Su cuerpo ya estaba rígido, cansado, rendido ante esa maldita enfermedad que en los últimos días lo volvió irreconocible. Pero su alma, su espíritu, seguían allí. Lo sentíamos. Esperaba algo. O a alguien.
Mi mamá se negaba a verlo. Decía que no quería recordarlo así, tan débil, tan distinto al hombre con quien había compartido 54 años de vida. Nosotros insistíamos. Sabíamos que él la necesitaba. Que quizás solo esperaba verla una vez más para poder irse en paz. Pero ella no cedía… hasta que una noche, mientras dormía en un sillón de la clínica, lo escuché en mi mente, claro como el agua: «Dile a tu mamá que venga. La estoy esperando.»
Me desperté de golpe. Al día siguiente, le mostré una foto reciente, le hablé con el alma rota: “Así lo vas a encontrar, pero tienes que ir. Él te necesita.” Y ella fue. Lo miró por última vez. Lo tocó. Le habló bajito. Quizás le pidió perdón, quizás lo perdonó. No lo sé. Solo sé que, ese día, también llegó un sacerdote, como si el cielo hubiera abierto un resquicio. Le dio la extremaunción. Le dijo que podía irse tranquilo. Y entonces, papá se fue. Como cuando alguien por fin suelta la maleta después de una larga jornada. Fue un guerrero de la vida hasta su último suspiro ese 11 de diciembre de 2021.
Los días siguientes fueron un torbellino de lágrimas, recuerdos, silencios y abrazos que dolían más de lo que curaban. Lo llevaron a la funeraria. Mi madre, mi hermana, mis tíos, sobrinos, nietos… todos lloraban. Y aun en medio del dolor, algo hermoso ocurrió: familiares que no veíamos hacía años llegaron, como atraídos por una fuerza más grande que el tiempo y la distancia. Ahí conocí a mis sobrinas, hijas de Marta. Vinieron a despedirse de su abuelo Diógenes.

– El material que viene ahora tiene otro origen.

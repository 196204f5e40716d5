use crate::state::app_settings::AppSettings;
use crate::state::app_state::{AppState, next_seed};
use crate::state::messages::CatalogRequest;
use chrono::{DateTime, Utc};
use events_api::catalog::Catalog;
use log::{debug, warn};

#[derive(Copy, Clone, Debug, Default, PartialEq)]
pub enum MenuItem {
    #[default]
    Dashboard,
    Detail,
    Help,
}

pub struct App {
    pub settings: AppSettings,
    pub state: AppState,
}

impl App {
    pub fn new(settings: AppSettings, now: DateTime<Utc>) -> Self {
        let state = AppState::new(now, settings.seed, settings.events_path.clone());
        let app = Self { settings, state };

        if let Some(level) = app.settings.log_level {
            log::set_max_level(level);
            tui_logger::set_default_level(level);
        }

        app
    }

    // -----------------------------------------------------------------------
    // Worker / clock handlers, called from main_ui_loop
    // -----------------------------------------------------------------------

    pub fn on_catalog_loaded(&mut self, catalog: Catalog) {
        for rejected in catalog.rejected() {
            warn!("rejected at ingestion: {rejected}");
        }
        self.state.last_error = None;
        self.state.dashboard.load(catalog);
    }

    pub fn on_clock_tick(&mut self, now: DateTime<Utc>) {
        debug!("clock tick {now}");
        self.state.now = now;
    }

    pub fn on_error(&mut self, message: String) {
        self.state.last_error = Some(message);
    }

    /// Request for (re)loading the snapshot, if a source is configured.
    pub fn load_request(&mut self) -> Option<CatalogRequest> {
        match self.state.source.clone() {
            Some(path) => Some(CatalogRequest::Load { path }),
            None => {
                self.state.last_error = Some(
                    "No events snapshot configured. Pass a path or set EVENTBOARD_EVENTS_JSON."
                        .to_string(),
                );
                None
            }
        }
    }

    // -----------------------------------------------------------------------
    // Tab management
    // -----------------------------------------------------------------------

    pub fn update_tab(&mut self, next: MenuItem) {
        if self.state.active_tab == next {
            return;
        }
        self.state.previous_tab = self.state.active_tab;
        self.state.active_tab = next;
        if next == MenuItem::Detail {
            self.state.dashboard.detail_scroll = 0;
        }
    }

    pub fn exit_help(&mut self) {
        if self.state.active_tab == MenuItem::Help {
            self.state.active_tab = self.state.previous_tab;
        }
    }

    pub fn toggle_show_logs(&mut self) {
        self.state.show_logs = !self.state.show_logs;
    }

    pub fn toggle_full_screen(&mut self) {
        self.settings.full_screen = !self.settings.full_screen;
    }

    // -----------------------------------------------------------------------
    // Dashboard navigation (delegated to DashboardState)
    // -----------------------------------------------------------------------

    pub fn select_next(&mut self) {
        self.state.dashboard.select_next();
    }

    pub fn select_prev(&mut self) {
        self.state.dashboard.select_prev();
    }

    /// Open the detail tab for the highlighted row. Returns false on an empty list.
    pub fn open_detail(&mut self) -> bool {
        let Some(id) = self.state.dashboard.selected_id() else {
            return false;
        };
        self.state.dashboard.detail_id = Some(id);
        self.update_tab(MenuItem::Detail);
        true
    }

    pub fn close_detail(&mut self) {
        self.update_tab(MenuItem::Dashboard);
    }

    pub fn scroll_detail(&mut self, down: bool) {
        let scroll = &mut self.state.dashboard.detail_scroll;
        *scroll = if down { scroll.saturating_add(1) } else { scroll.saturating_sub(1) };
    }

    pub fn reshuffle(&mut self) {
        let seed = next_seed(self.state.dashboard.seed);
        self.state.dashboard.reshuffle(seed);
        self.settings.seed = seed;
    }
}

#[cfg(test)]
mod tests {
    use super::*;
    use chrono::{Duration, TimeZone};
    use serde_json::json;
    use std::path::PathBuf;

    fn now() -> DateTime<Utc> {
        Utc.with_ymd_and_hms(2026, 3, 14, 12, 0, 0).unwrap()
    }

    fn app_with(source: Option<&str>) -> App {
        let settings = AppSettings {
            events_path: source.map(PathBuf::from),
            seed: 4,
            ..AppSettings::default()
        };
        App::new(settings, now())
    }

    fn sample_catalog() -> Catalog {
        let payload = json!([
            { "eventId": 1, "eventName": "Open", "eventStates": [{ "startTime": (now() + Duration::hours(3)).to_rfc3339() }] },
            { "eventId": 2, "eventName": "Closed", "eventStates": [{ "startTime": "bad" }] },
            { "eventId": 3, "eventName": "Later" }
        ]);
        Catalog::from_json(&payload.to_string()).unwrap()
    }

    #[test]
    fn load_request_needs_a_source() {
        let mut app = app_with(None);
        assert_eq!(app.load_request(), None);
        assert!(app.state.last_error.is_some());

        let mut app = app_with(Some("events.json"));
        assert_eq!(
            app.load_request(),
            Some(CatalogRequest::Load { path: PathBuf::from("events.json") })
        );
    }

    #[test]
    fn catalog_load_clears_error() {
        let mut app = app_with(Some("events.json"));
        app.on_error("boom".into());
        app.on_catalog_loaded(sample_catalog());
        assert_eq!(app.state.last_error, None);
        assert_eq!(app.state.dashboard.row_count(), 2);
    }

    #[test]
    fn clock_tick_moves_status_without_reload() {
        let mut app = app_with(Some("events.json"));
        app.on_catalog_loaded(sample_catalog());
        let catalog = app.state.dashboard.catalog.as_ref().unwrap();
        assert_eq!(catalog.statuses(app.state.now)[&1].text, "Starts in 3h 0m");

        app.on_clock_tick(now() + Duration::hours(1));
        let catalog = app.state.dashboard.catalog.as_ref().unwrap();
        assert_eq!(catalog.statuses(app.state.now)[&1].text, "Starts in 2h 0m");
    }

    #[test]
    fn detail_opens_on_selected_row_and_help_returns() {
        let mut app = app_with(Some("events.json"));
        assert!(!app.open_detail(), "nothing to open before load");

        app.on_catalog_loaded(sample_catalog());
        assert!(app.open_detail());
        assert_eq!(app.state.active_tab, MenuItem::Detail);
        assert_eq!(app.state.dashboard.detail_id, app.state.dashboard.selected_id());

        app.update_tab(MenuItem::Help);
        app.exit_help();
        assert_eq!(app.state.active_tab, MenuItem::Detail);

        app.close_detail();
        assert_eq!(app.state.active_tab, MenuItem::Dashboard);
    }

    #[test]
    fn detail_scroll_saturates() {
        let mut app = app_with(None);
        app.scroll_detail(false);
        assert_eq!(app.state.dashboard.detail_scroll, 0);
        app.scroll_detail(true);
        assert_eq!(app.state.dashboard.detail_scroll, 1);
    }

    #[test]
    fn reshuffle_updates_seed() {
        let mut app = app_with(None);
        app.reshuffle();
        assert_eq!(app.state.dashboard.seed, next_seed(4));
        assert_eq!(app.settings.seed, next_seed(4));
    }
}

El ataúd estaba impecable. Parecía dormido. Como si solo estuviera esperando su café y las noticias del mediodía. Pero el sacerdote habló de la vida y la muerte, y ahí fue cuando me quebré por dentro. No solo por lo que decía, sino porque entendí que papá no estaría más en la silla del comedor, ni en patio, ni en la puerta en las tardes, ni con sus regaños que tanto nos sacaban de quicio. Entendí que el silencio ahora lo traería a casa.
Tres de sus nietas menores, sin que nadie lo pidiera, llevaron las coronas. Abrieron el camino hasta su morada final. En ese gesto —tan espontáneo como sagrado— entendí que él seguía vivo. En ellas. En nosotros. En su legado.
Yo no sé si hay vida más allá de esta. Pero quiero creer que sí. Quiero imaginarlo feliz, recordando esas letras que quedaron plasmadas en un viejo cuaderno que sacaba cada vez que tomábamos con esa sonrisa leve que le salía cuando estábamos juntos recordando viejas hazañas. Quiero pensar que, desde donde esté, nos acompaña, nos protege, y que aún nos escucha cuando lo necesitamos.
Al pie de su tumba no pude decir mucho. Solo salió lo que el alma dictó: “Gracias, papá.” Porque El Silencio que Acompaña no es ausencia. Es la forma que tienen los grandes hombres de quedarse para siempre. Papá no murió. Solo se fue antes… a esperarnos, con el café caliente y una sonrisa donde quiera que esté.
🕊️ Hoy escribo esto como un homenaje a su memoria. Porque amanecí con ganas de hablarle al viento, de sacar este sentimiento profundo que me visita cada vez que suena un buen vallenato. Porque lo que no se dice, pesa. Y lo que se honra… vive para siempre.